I saw you were using zboy, so I went with it too. I'm also using flash for ROM, but I think it may be possible to put it in RAM for mbc0 games (that way we'd be able to load games from the SD). I've been testing with Tetris, Dr Mario and Kwirk. They're still a bit slow, but playable. I'm only focusing on mbc0 games, for now.
I uploaded the code in its current/rough state here: https://github.com/felipemanga/PokittoZBoy
At first I also thought timing could be an issue, so I disabled the throttling and didn't get any improvement. Since I couldn't find a hardware debugger in Brazil, I modified ProjectABE for profiling.
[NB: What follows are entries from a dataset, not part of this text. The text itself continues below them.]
use tracing_subscriber::{fmt, layer::SubscriberExt, util::SubscriberInitExt, EnvFilter};

#[derive(Debug, Clone, Copy, PartialEq, Eq)]
pub enum LogFormat {
    Compact,
    /// 給排程或 log 收集器使用
    Json,
}

/// Directives used when `RUST_LOG` is not set.
pub fn default_directives(verbose: bool) -> &'static str {
    if verbose {
        "deal_links=debug,info"
    } else {
        "deal_links=info"
    }
}

/// Logs go to stderr so `link`/`color`/`asin` output stays pipeable.
pub fn init_logger(verbose: bool, format: LogFormat) {
    let filter = EnvFilter::try_from_default_env()
        .unwrap_or_else(|_| EnvFilter::new(default_directives(verbose)));

    let layer = fmt::layer()
        .with_target(false)
        .with_thread_ids(false)
        .with_file(false)
        .with_line_number(false)
        .with_writer(std::io::stderr);

    let registry = tracing_subscriber::registry().with(filter);
    match format {
        LogFormat::Compact => registry.with(layer.compact()).init(),
        LogFormat::Json => registry.with(layer.json()).init(),
    }
}
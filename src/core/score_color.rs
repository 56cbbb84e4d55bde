use regex::Regex;
use std::sync::LazyLock;

/// A score band: every score `>= min_score` that did not match a higher band.
#[derive(Debug, Clone, Copy, PartialEq)]
pub struct ScoreBand {
    pub min_score: f64,
    pub gradient: &'static str,
}

/// Highest band first; lookup stops at the first band the score reaches.
pub const SCORE_BANDS: [ScoreBand; 6] = [
    ScoreBand {
        min_score: 90.0,
        gradient: "linear-gradient(135deg, #1e7e34, #28a745)",
    },
    ScoreBand {
        min_score: 80.0,
        gradient: "linear-gradient(135deg, #28a745, #34ce57)",
    },
    ScoreBand {
        min_score: 70.0,
        gradient: "linear-gradient(135deg, #34ce57, #40d869)",
    },
    ScoreBand {
        min_score: 60.0,
        gradient: "linear-gradient(135deg, #40d869, #51e57b)",
    },
    ScoreBand {
        min_score: 50.0,
        gradient: "linear-gradient(135deg, #51e57b, #6bf28d)",
    },
    ScoreBand {
        min_score: 40.0,
        gradient: "linear-gradient(135deg, #6bf28d, #85ff9f)",
    },
];

pub const FALLBACK_GRADIENT: &str = "linear-gradient(135deg, #85ff9f, #a5ffb1)";

/// Maps a spec score to its CSS background gradient.
///
/// Scores are not clamped. Anything above 100 lands in the top band; negative
/// scores and NaN fall through to [`FALLBACK_GRADIENT`].
pub fn spec_score_color(score: f64) -> &'static str {
    SCORE_BANDS
        .iter()
        .find(|band| score >= band.min_score)
        .map_or(FALLBACK_GRADIENT, |band| band.gradient)
}

static SCORE_NUMBER: LazyLock<Regex> =
    LazyLock::new(|| Regex::new(r"-?\d+(?:\.\d+)?").expect("score pattern is valid"));

/// 從爬下來的文字取出分數，例如 "85"、"85%"、"Spec Score 85.5"
pub fn parse_spec_score(text: &str) -> Option<f64> {
    SCORE_NUMBER
        .find(text)
        .and_then(|m| m.as_str().parse::<f64>().ok())
}
use serde::{Deserialize, Serialize};
use serde_json::{Map, Value};

pub const DEFAULT_BASE_URL: &str = "https://www.amazon.in";
pub const DEFAULT_AFFILIATE_ID: &str = "affdealsplus-21";

/// Merchant base URL plus the affiliate tag appended to every product link.
///
/// Built once at startup and handed to whatever renders links; there is no
/// global instance and no setter.
#[derive(Debug, Clone, PartialEq, Eq, Serialize, Deserialize)]
#[serde(deny_unknown_fields)]
pub struct AffiliateConfig {
    #[serde(default = "default_base_url")]
    base_url: String,
    #[serde(default = "default_affiliate_id")]
    affiliate_id: String,
}

fn default_base_url() -> String {
    DEFAULT_BASE_URL.to_string()
}

fn default_affiliate_id() -> String {
    DEFAULT_AFFILIATE_ID.to_string()
}

impl Default for AffiliateConfig {
    fn default() -> Self {
        Self {
            base_url: default_base_url(),
            affiliate_id: default_affiliate_id(),
        }
    }
}

impl AffiliateConfig {
    pub fn new(base_url: impl Into<String>, affiliate_id: impl Into<String>) -> Self {
        Self {
            base_url: base_url.into(),
            affiliate_id: affiliate_id.into(),
        }
    }

    pub fn base_url(&self) -> &str {
        &self.base_url
    }

    pub fn affiliate_id(&self) -> &str {
        &self.affiliate_id
    }

    /// 回傳覆蓋後的新設定，原值不變
    pub fn with_overrides(&self, base_url: Option<&str>, affiliate_id: Option<&str>) -> Self {
        Self {
            base_url: base_url.unwrap_or(&self.base_url).to_string(),
            affiliate_id: affiliate_id.unwrap_or(&self.affiliate_id).to_string(),
        }
    }

    pub fn link_for(&self, asin: &str) -> String {
        crate::core::link::amazon_link(self, asin)
    }
}

#[derive(Debug, Clone, Copy, PartialEq, Eq, Hash, Serialize, Deserialize)]
#[cfg_attr(feature = "cli", derive(clap::ValueEnum))]
#[serde(rename_all = "lowercase")]
pub enum OutputFormat {
    Json,
    Csv,
}

impl OutputFormat {
    pub fn file_name(&self) -> &'static str {
        match self {
            Self::Json => "enriched_products.json",
            Self::Csv => "enriched_products.csv",
        }
    }
}

/// One scraped product. Kept as an open JSON object so fields this crate
/// does not know about survive a round trip.
#[derive(Debug, Clone, Default, PartialEq, Serialize, Deserialize)]
#[serde(transparent)]
pub struct Product {
    pub data: Map<String, Value>,
}

impl Product {
    pub fn get(&self, key: &str) -> Option<&Value> {
        self.data.get(key).filter(|v| !v.is_null())
    }

    pub fn str_field(&self, key: &str) -> Option<&str> {
        self.get(key).and_then(Value::as_str)
    }

    pub fn set(&mut self, key: &str, value: impl Into<Value>) {
        self.data.insert(key.to_string(), value.into());
    }
}

impl From<Map<String, Value>> for Product {
    fn from(data: Map<String, Value>) -> Self {
        Self { data }
    }
}

/// Catalog file layout: `{ "total_mobile_phones": n, "products": [...] }`.
#[derive(Debug, Clone, Default, PartialEq, Serialize, Deserialize)]
pub struct Catalog {
    #[serde(default, skip_serializing_if = "Option::is_none")]
    pub total_mobile_phones: Option<u64>,
    #[serde(default)]
    pub products: Vec<Product>,
}

#[derive(Debug, Clone, Copy, Default, PartialEq, Eq, Serialize)]
pub struct EnrichStats {
    pub total: usize,
    pub linked: usize,
    pub colored: usize,
    pub missing_asin: usize,
}

#[derive(Debug, Clone)]
pub struct EnrichResult {
    pub products: Vec<Product>,
    pub stats: EnrichStats,
}

#[derive(Debug, Clone, PartialEq, Eq)]
pub struct EnrichReport {
    pub stats: EnrichStats,
    pub outputs: Vec<String>,
}
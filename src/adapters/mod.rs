// Adapters layer: concrete implementations for external systems.

pub mod storage;

pub use storage::LocalStorage;
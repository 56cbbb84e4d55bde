use crate::config::toml_config::TomlConfig;
use crate::core::OutputFormat;
use crate::utils::error::Result;
use crate::utils::validation::Validate;
use clap::{Args, Parser, Subcommand};

#[derive(Debug, Clone, Parser)]
#[command(name = "deal-links")]
#[command(about = "Amazon affiliate links and spec-score colors for product catalogs")]
pub struct Cli {
    /// Path to TOML configuration file
    #[arg(short, long, global = true)]
    pub config: Option<String>,

    /// Override the store base URL
    #[arg(long, global = true)]
    pub base_url: Option<String>,

    /// Override the affiliate tag
    #[arg(long, global = true)]
    pub affiliate_id: Option<String>,

    #[arg(short, long, global = true, help = "Enable verbose output")]
    pub verbose: bool,

    #[arg(long, global = true, help = "Emit logs as JSON")]
    pub json_logs: bool,

    #[command(subcommand)]
    pub command: Command,
}

#[derive(Debug, Clone, Subcommand)]
pub enum Command {
    /// Print the affiliate link for an ASIN
    Link { asin: String },

    /// Print the CSS gradient for a spec score
    Color {
        #[arg(allow_negative_numbers = true)]
        score: f64,
    },

    /// Extract the ASIN from an Amazon product URL
    Asin { url: String },

    /// Add affiliate links and score colors to a catalog file
    Enrich(EnrichArgs),

    /// Compare product counts of two catalog files
    Count { left: String, right: String },
}

#[derive(Debug, Clone, Default, Args)]
pub struct EnrichArgs {
    /// Catalog JSON file to enrich
    #[arg(long)]
    pub input: Option<String>,

    /// Directory the enriched files are written to
    #[arg(long)]
    pub output_dir: Option<String>,

    /// Output formats, comma separated
    #[arg(long, value_enum, value_delimiter = ',')]
    pub formats: Vec<OutputFormat>,
}

impl Cli {
    /// 載入 TOML（若有指定）後套用命令列覆蓋
    pub fn resolve_config(&self) -> Result<TomlConfig> {
        let mut config = match &self.config {
            Some(path) => {
                tracing::info!("📁 Loading configuration from: {}", path);
                TomlConfig::from_file(path)?
            }
            None => TomlConfig::default(),
        };

        config.affiliate = config
            .affiliate
            .with_overrides(self.base_url.as_deref(), self.affiliate_id.as_deref());

        if let Command::Enrich(args) = &self.command {
            args.apply(&mut config);
        }

        Ok(config)
    }

    /// 只有 enrich 會讀 [catalog]，其他子命令只驗證 [affiliate]
    pub fn validate_config(&self, config: &TomlConfig) -> Result<()> {
        match self.command {
            Command::Enrich(_) => config.validate(),
            _ => config.affiliate.validate(),
        }
    }
}

impl EnrichArgs {
    fn apply(&self, config: &mut TomlConfig) {
        if let Some(input) = &self.input {
            config.catalog.input_path = input.clone();
        }
        if let Some(output_dir) = &self.output_dir {
            config.catalog.output_path = output_dir.clone();
        }
        if !self.formats.is_empty() {
            config.catalog.output_formats = self.formats.clone();
        }
    }
}

#[cfg(test)]
mod tests {
    use super::*;
    use crate::core::ConfigProvider;
    use clap::CommandFactory;

    #[test]
    fn test_parse_color_with_negative_score() {
        let cli = Cli::try_parse_from(["deal-links", "color", "-5"]).unwrap();
        assert!(matches!(cli.command, Command::Color { score } if score == -5.0));
    }

    #[test]
    fn test_overrides_apply_to_default_config() {
        let cli = Cli::try_parse_from([
            "deal-links",
            "--affiliate-id",
            "cli-21",
            "enrich",
            "--input",
            "update_mobiles.json",
            "--formats",
            "json,csv",
        ])
        .unwrap();

        let config = cli.resolve_config().unwrap();
        assert_eq!(config.affiliate().affiliate_id(), "cli-21");
        assert_eq!(config.affiliate().base_url(), "https://www.amazon.in");
        assert_eq!(config.input_path(), "update_mobiles.json");
        assert_eq!(
            config.output_formats(),
            &[OutputFormat::Json, OutputFormat::Csv]
        );
    }

    #[test]
    fn test_link_accepts_empty_asin() {
        let cli = Cli::try_parse_from(["deal-links", "link", ""]).unwrap();
        assert!(matches!(cli.command, Command::Link { ref asin } if asin.is_empty()));
    }

    #[test]
    fn test_catalog_errors_only_block_enrich() {
        let mut config = TomlConfig::default();
        config.catalog.output_formats.clear();

        for args in [
            &["deal-links", "color", "95"][..],
            &["deal-links", "link", "B08N5WRWNW"][..],
            &["deal-links", "asin", "https://www.amazon.in/dp/B08N5WRWNW"][..],
        ] {
            let cli = Cli::try_parse_from(args).unwrap();
            assert!(cli.validate_config(&config).is_ok(), "{:?}", args);
        }

        let cli = Cli::try_parse_from(["deal-links", "enrich"]).unwrap();
        assert!(cli.validate_config(&config).is_err());
    }

    #[test]
    fn test_affiliate_errors_block_every_command() {
        let mut config = TomlConfig::default();
        config.affiliate = config
            .affiliate
            .with_overrides(Some("https://www.amazon.in/"), None);

        let cli = Cli::try_parse_from(["deal-links", "link", "B08N5WRWNW"]).unwrap();
        assert!(cli.validate_config(&config).is_err());
    }

    #[test]
    fn test_enrich_flags_have_help() {
        let command = Cli::command();
        let enrich = command
            .get_subcommands()
            .find(|sub| sub.get_name() == "enrich")
            .unwrap();

        for id in ["input", "output_dir", "formats"] {
            let arg = enrich
                .get_arguments()
                .find(|arg| arg.get_id() == id)
                .unwrap();
            assert!(arg.get_help().is_some(), "--{} has no help", id);
        }
    }
}
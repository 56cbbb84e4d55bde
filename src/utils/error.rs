use thiserror::Error;

#[derive(Error, Debug)]
pub enum DealLinksError {
    #[error("IO error: {0}")]
    IoError(#[from] std::io::Error),

    #[error("Serialization error: {0}")]
    SerializationError(#[from] serde_json::Error),

    #[error("CSV processing error: {0}")]
    CsvError(#[from] csv::Error),

    #[error("Configuration error in '{field}': {message}")]
    ConfigValidationError { field: String, message: String },

    #[error("Invalid value '{value}' for '{field}': {reason}")]
    InvalidConfigValueError {
        field: String,
        value: String,
        reason: String,
    },

    #[error("Missing required configuration: {field}")]
    MissingConfigError { field: String },

    #[error("Catalog '{path}' is malformed: {message}")]
    CatalogFormatError { path: String, message: String },

    #[error("Data processing error: {message}")]
    ProcessingError { message: String },
}

#[derive(Debug, Clone, Copy, PartialEq, Eq)]
pub enum ErrorCategory {
    Io,
    Data,
    Configuration,
    Processing,
}

#[derive(Debug, Clone, Copy, PartialEq, Eq, PartialOrd, Ord)]
pub enum ErrorSeverity {
    Low,
    Medium,
    High,
    Critical,
}

impl DealLinksError {
    pub fn category(&self) -> ErrorCategory {
        match self {
            Self::IoError(_) => ErrorCategory::Io,
            Self::SerializationError(_) | Self::CsvError(_) | Self::CatalogFormatError { .. } => {
                ErrorCategory::Data
            }
            Self::ConfigValidationError { .. }
            | Self::InvalidConfigValueError { .. }
            | Self::MissingConfigError { .. } => ErrorCategory::Configuration,
            Self::ProcessingError { .. } => ErrorCategory::Processing,
        }
    }

    pub fn severity(&self) -> ErrorSeverity {
        match self.category() {
            ErrorCategory::Io => ErrorSeverity::Critical,
            ErrorCategory::Data | ErrorCategory::Configuration => ErrorSeverity::High,
            ErrorCategory::Processing => ErrorSeverity::Medium,
        }
    }

    /// CLI 結束碼，依嚴重程度決定
    pub fn exit_code(&self) -> i32 {
        match self.severity() {
            ErrorSeverity::Low => 0,
            ErrorSeverity::Medium => 2,
            ErrorSeverity::High => 1,
            ErrorSeverity::Critical => 3,
        }
    }

    pub fn recovery_suggestion(&self) -> String {
        match self {
            Self::IoError(_) => "Check that the file exists and that you have read/write permission".to_string(),
            Self::SerializationError(_) => "Make sure the catalog file is valid JSON".to_string(),
            Self::CsvError(_) => "Check the output directory and retry the export".to_string(),
            Self::ConfigValidationError { field, .. } => {
                format!("Fix the '{}' entry in your TOML configuration", field)
            }
            Self::InvalidConfigValueError { field, .. } => {
                format!("Provide a valid value for '{}'", field)
            }
            Self::MissingConfigError { field } => {
                format!("Set '{}' in the config file or on the command line", field)
            }
            Self::CatalogFormatError { .. } => {
                "The catalog must be a JSON object with a \"products\" array".to_string()
            }
            Self::ProcessingError { .. } => "Re-run with --verbose for details".to_string(),
        }
    }

    pub fn user_friendly_message(&self) -> String {
        match self.category() {
            ErrorCategory::Io => format!("Could not access a file: {}", self),
            ErrorCategory::Data => format!("Catalog data problem: {}", self),
            ErrorCategory::Configuration => format!("Configuration problem: {}", self),
            ErrorCategory::Processing => format!("Processing failed: {}", self),
        }
    }
}

pub type Result<T> = std::result::Result<T, DealLinksError>;

#[cfg(test)]
mod tests {
    use super::*;

    #[test]
    fn test_config_errors_exit_with_one() {
        let err = DealLinksError::MissingConfigError {
            field: "affiliate.affiliate_id".to_string(),
        };
        assert_eq!(err.category(), ErrorCategory::Configuration);
        assert_eq!(err.severity(), ErrorSeverity::High);
        assert_eq!(err.exit_code(), 1);
        assert!(err.recovery_suggestion().contains("affiliate.affiliate_id"));
    }

    #[test]
    fn test_io_errors_are_critical() {
        let err = DealLinksError::from(std::io::Error::new(
            std::io::ErrorKind::NotFound,
            "mobiles.json",
        ));
        assert_eq!(err.severity(), ErrorSeverity::Critical);
        assert_eq!(err.exit_code(), 3);
        assert!(err.user_friendly_message().starts_with("Could not access a file"));
    }
}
I can now make a "hotspot ranking" like this:
#6ca1 ___ 100%
#6865 ___ 99.48%
#5f8d ___ 99.4%
#b4d6 ___ 73.38%
#b4d8 ___ 73.38%
#b504 ___ 71.88%
#383c ___ 36.82%
#3844 ___ 36.82%
#3848 ___ 36.82%
#3854 ___ 36.82%
ModeGBC was the first bottleneck and replacing it with the version I posted previously helped a bit. Then I had to rewrite setPixel, getPixel, and most of DrawBackground. No point in drawing to framebuffer, copying that to PokittoLib's framebuffer, then copying that to the LCD.
I removed the huge switch from the CPU interpreter and used an array of function pointers, instead. To lower the per-op overhead, I update the CPU more often than the other systems (16:1 was the most I could get away with).
The MMU was next: I use SRAM1 as a "RAM palette", to index addresses into blocks of memory. Reading is now simple enough that the compiler inlines it.
The profiler also pointed out things like:
CurLY = VideoClkCounterVBlank / 456
This results in a call to udivsi3, so I replaced it with a fixed point multiply:
CurLY = VideoClkCounterVBlank * (0x1000000 / 456) >> 24
Now individual opcodes are the bottleneck (#6ca1 is the implementation of
LD A,($FF00+n)). This is a good thing, because that means the rest of the emulator is not in the way, and a bad thing because it's hard to make it any faster.